Кто виноват — Сталин, Ленин, Авраам, отец Исаака? Разве нельзя было сделать так, чтобы Суханова меня не сажала, а, наоборот, пошла бы к своему Меньшову-Большову и добилась бы, притом легко, полного моего оправдания? Она бы мне ещё и пистолет подарила, поздравила бы с получением диплома. Но для этого я должен был переродиться, наизнанку вывернуться, стать другим. Не сумел. Не захотел. Ну, и получай.

Вечером, уже перед самым отбоем, послышался звяк в двери. Как мать среди грохота улицы слышит слабый голосок своего ребенка, так арестант, какой бы шум ни стоял в камере, всегда слышит звук волчка, и сразу тишина. Надзиратель назвал мою фамилию — собирайся с вещами! Со всех сторон послышались советы мне и пожелания, как держаться на этапе, куда и к кому обратиться в лагере, как, одним словом, жить дальше. Каждый протягивал руку, тесно было, простившись, уступал место другому. Во дворе из разных камер набралось порядочно, раздали нам сухой паёк — по булке хлеба и по целой селедке, мокрой, прямо из рассола. Я ее завернул в носовой платок, больше не во что. Вета мне его передала, новый, чистый, а дарить носовые платки — к разлуке. По одному через узкую калитку прогнали нас в другой двор, ближе к воротам. Здесь мощно сияли прожекторы. Спереди и сверху бил ослепительно яркий свет, будто солнце в упор, ничего не было видно, ни забора, ни колючей проволоки, ни ворот, и слышались нечастые, но резкие команды: «В колонну по пять!.. Не крутить головой!»

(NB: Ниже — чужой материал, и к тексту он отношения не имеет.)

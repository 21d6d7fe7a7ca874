//!
//! A stand-in for the grammar: which kinds are valid where.
//!
//! The real grammar knows exactly what it expects next. [DocumentMask]
//! gets by with the kind of the previous token and a little memory of
//! the line it is on, which is enough to tokenize ordinary ABC files.
//!

use super::{tokenizer::SymbolMask, ScannerState, TokenKind, ValidSymbols};

use super::TokenKind as K;

///
/// Valid anywhere.
///
const BASE: &[TokenKind] = &[
    K::Eol,
    K::SectionBreak,
    K::Eof,
    K::Comment,
    K::Whitespace,
    K::Invalid,
];

const HEADERS: &[TokenKind] = &[
    K::InfoHeader,
    K::LyricHeader,
    K::LyricSectionHeader,
    K::SymbolLineHeader,
    K::UserSymbolHeader,
    K::MacroHeader,
];

///
/// Music, wherever it may appear in a tune body.
///
const BODY: &[TokenKind] = &[
    K::Accidental,
    K::NoteLetter,
    K::Rest,
    K::Tie,
    K::Decoration,
    K::Slur,
    K::Barline,
    K::BrokenRhythm,
    K::TupletLParen,
    K::ChordLeftBracket,
    K::ChordRightBracket,
    K::GraceLeftBrace,
    K::GraceRightBrace,
    K::InlineFieldLeftBracket,
    K::Annotation,
    K::ChordSymbol,
    K::Symbol,
    K::UserSymbolInvocation,
    K::VoiceOverlay,
    K::LineContinuation,
    K::SystemBreak,
    K::YSpacer,
    K::BacktickSpacer,
];

const INLINE_VALUE: &[TokenKind] = &[
    K::Identifier,
    K::Number,
    K::Slash,
    K::Equals,
    K::Minus,
    K::ReservedChar,
    K::Annotation,
    K::InlineFieldRightBracket,
];

const LYRICS: &[TokenKind] = &[
    K::LyricText,
    K::LyricUnderscore,
    K::LyricHyphen,
    K::LyricStar,
    K::LyricSpace,
    K::Barline,
    K::LineContinuation,
];

const SYMBOL_LINE: &[TokenKind] = &[
    K::SymbolLineStar,
    K::SymbolLineText,
    K::Barline,
    K::Symbol,
    K::Annotation,
];

#[derive(Debug, Clone, Copy, PartialEq, Eq)]
enum TupletPhase {
    Open,
    AfterP,
    FirstColon,
    AfterQ,
    SecondColon,
}

///
/// Where on a line the previous token left us.
///
#[derive(Debug, Clone, Copy, PartialEq, Eq, Default)]
enum Context {
    #[default]
    LineStart,

    ///
    /// Only trivia until the end of the line.
    ///
    LineEnd,
    FieldValue,
    InlineHeader,
    InlineValue,
    Lyrics,
    SymbolLine,

    ///
    /// `U:` line: the letter, `=`, then the symbol.
    ///
    UserSymbol(u8),

    ///
    /// `m:` line: the name, `=`, then the expansion.
    ///
    Macro(u8),
    Tuplet(TupletPhase),
    Body,
}

///
/// A line-oriented approximation of the ABC grammar's expectations.
///
#[derive(Debug, Clone, Default)]
pub struct DocumentMask {
    context: Context,
}

impl DocumentMask {
    pub fn new() -> Self {
        Self::default()
    }

    fn advance(&mut self, previous: TokenKind) {
        use Context::*;

        self.context = match (self.context, previous) {
            (_, K::Eol | K::SectionBreak) => LineStart,
            (_, K::Comment | K::StylesheetDirective | K::FreeText | K::InfoString | K::MacroString) => {
                LineEnd
            }
            (context, K::Whitespace) => context,

            (InlineHeader, K::InfoHeader) => InlineValue,
            (_, K::InlineFieldLeftBracket) => InlineHeader,
            (_, K::InlineFieldRightBracket) => Body,
            (_, K::InfoHeader | K::InfoContinuation) => FieldValue,
            (_, K::LyricHeader | K::LyricSectionHeader) => Lyrics,
            (_, K::SymbolLineHeader) => SymbolLine,

            (_, K::UserSymbolHeader) => UserSymbol(0),
            (UserSymbol(0), K::UserSymbol) => UserSymbol(1),
            (UserSymbol(1), K::Equals) => UserSymbol(2),
            (UserSymbol(_), _) => LineEnd,

            (_, K::MacroHeader) => Macro(0),
            (Macro(0), K::MacroVar) => Macro(1),
            (Macro(1), K::Equals) => Macro(2),
            (Macro(_), _) => LineEnd,

            (context @ (LineEnd | InlineValue | Lyrics | SymbolLine), _) => context,

            (_, K::TupletLParen) => Tuplet(TupletPhase::Open),
            (Tuplet(TupletPhase::Open), K::TupletP) => Tuplet(TupletPhase::AfterP),
            (Tuplet(TupletPhase::AfterP), K::TupletColon) => Tuplet(TupletPhase::FirstColon),
            (Tuplet(TupletPhase::FirstColon), K::TupletQ) => Tuplet(TupletPhase::AfterQ),
            (Tuplet(TupletPhase::FirstColon | TupletPhase::AfterQ), K::TupletColon) => {
                Tuplet(TupletPhase::SecondColon)
            }

            _ => Body,
        };
    }

    ///
    /// Music, plus what may follow the previous token in particular.
    ///
    fn body(previous: Option<TokenKind>) -> ValidSymbols {
        let mut valid = ValidSymbols::only(BODY);

        let follows: &[TokenKind] = match previous {
            Some(K::NoteLetter) => &[K::Octave, K::RhythmNumerator, K::RhythmSeparator],
            Some(K::Octave | K::Rest | K::ChordRightBracket) => {
                &[K::RhythmNumerator, K::RhythmSeparator]
            }
            Some(K::RhythmNumerator) => &[K::RhythmSeparator],
            Some(K::RhythmSeparator) => &[K::RhythmDenominator, K::RhythmSeparator],
            Some(K::GraceLeftBrace) => &[K::GraceSlash],
            Some(K::Barline | K::RepeatComma | K::RepeatDash) => &[K::RepeatNumber],
            Some(K::RepeatNumber) => {
                valid = valid.without(K::Tie).without(K::Rest);
                &[K::RepeatComma, K::RepeatDash, K::RepeatX]
            }
            _ => &[],
        };

        follows.iter().fold(valid, |valid, kind| valid.with(*kind))
    }

    fn current(&self, state: &ScannerState, previous: Option<TokenKind>) -> ValidSymbols {
        use Context::*;

        let extra = match self.context {
            LineStart => {
                let mut valid = ValidSymbols::only(HEADERS)
                    .with(K::StylesheetDirective)
                    .with(K::InfoContinuation);

                if state.in_tune_body {
                    valid = Self::body(None).iter().fold(valid, ValidSymbols::with);
                }

                if !state.in_tune_body || state.in_text_block {
                    valid = valid.with(K::FreeText);
                }

                valid
            }
            LineEnd => ValidSymbols::none(),
            FieldValue => ValidSymbols::only(&[K::InfoString]),
            InlineHeader => ValidSymbols::only(&[K::InfoHeader]),
            InlineValue => ValidSymbols::only(INLINE_VALUE),
            Lyrics => ValidSymbols::only(LYRICS),
            SymbolLine => ValidSymbols::only(SYMBOL_LINE),
            UserSymbol(0) => ValidSymbols::only(&[K::UserSymbol]),
            UserSymbol(1) => ValidSymbols::only(&[K::Equals]),
            UserSymbol(_) => ValidSymbols::only(&[K::Symbol, K::Annotation]),
            Macro(0) => ValidSymbols::only(&[K::MacroVar]),
            Macro(1) => ValidSymbols::only(&[K::Equals]),
            Macro(_) => ValidSymbols::only(&[K::MacroString]),
            Tuplet(TupletPhase::Open) => ValidSymbols::only(&[K::TupletP]),
            Tuplet(TupletPhase::FirstColon) => ValidSymbols::only(&[K::TupletQ, K::TupletColon]),
            Tuplet(TupletPhase::SecondColon) => ValidSymbols::only(&[K::TupletR]),
            // After a slot, a colon is the tuplet's, not a bar line's.
            Tuplet(_) => Self::body(None).without(K::Barline).with(K::TupletColon),
            Body => Self::body(previous),
        };

        BASE.iter().fold(extra, |valid, kind| valid.with(*kind))
    }
}

impl SymbolMask for DocumentMask {
    fn valid_symbols(&mut self, state: &ScannerState, previous: Option<TokenKind>) -> ValidSymbols {
        if let Some(previous) = previous {
            self.advance(previous);
        }

        self.current(state, previous)
    }
}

Выстроились. Впереди тяжеляки долгосрчники, от пятнадцати лет и выше, середнячки вроде меня в хвосте. Я стоял крайним в пятерке. Начальник тюрьмы, мрачный, тощий, зорко осматривал наши ряды, неожиданно шагнул ко мне, — фамилия, статья, срок? Услышав мой поминальник, молча отошел.

«Шаг вправо, шаг влево считается побег! Конвой открывает огонь без предупреждения». Оттуда, из зарева, равномерно раздавался голос. Кто-то невидимый, как Бог Солнца, звучно и повелительно давал команды, я представил его статным белогвардейским офицером из кино — такой у него был голос. «Прямо перед собой — бегом!» Первый, крайний в пятерке, утопая в песке, неуклюже бежал на крик, и пропадал через два шага, растворялся в солнце. «Следующий! Прямо перед собой — бегом!..» Пятерки таяли. Мой черёд. «Прямо перед собой — бегом!» Я побежал, песок расступался, лишая опоры. Слепота кончилась шагов через семь-восемь. Миновав световой барьер, я отчетливо увидел крытый кузов машины и по бокам две плотные шеренги конвоя со штыками наперевес.

Повезли на вокзал, загнали в вагонзак, называемый почему-то столыпинским. Густо, как в вольере, зарешеченные окна. Поехали. Темнота до утра. Днем Луговая, Джамбул, Тюлькубас, знакомые станции еще по карте для полетов в ТВАШс/б. На рассвете Чимкентская пересылка в старой крепости с высокими глинобитными стенами и узорными решетками в восточном стиле. И опять камера, два раза выход на оправку и один раз на прогулку. Наведывались покупатели из ближних лагерей, выбирали себе тех, у кого срок поменьше, статья безобиднее. Меня не брали — две фамилии, три статьи, да, наверное, и в формуляре у меня был какой-то знак. Люд в камере менялся, обстановка тяжелела, накалялась, всё больше появлялось отпетых, убийц, бандитов, рецидивистов. В каждой камере всё гуще роились урки, качали права, сводили смертные счеты воры в законе и явные или скрытые до поры суки.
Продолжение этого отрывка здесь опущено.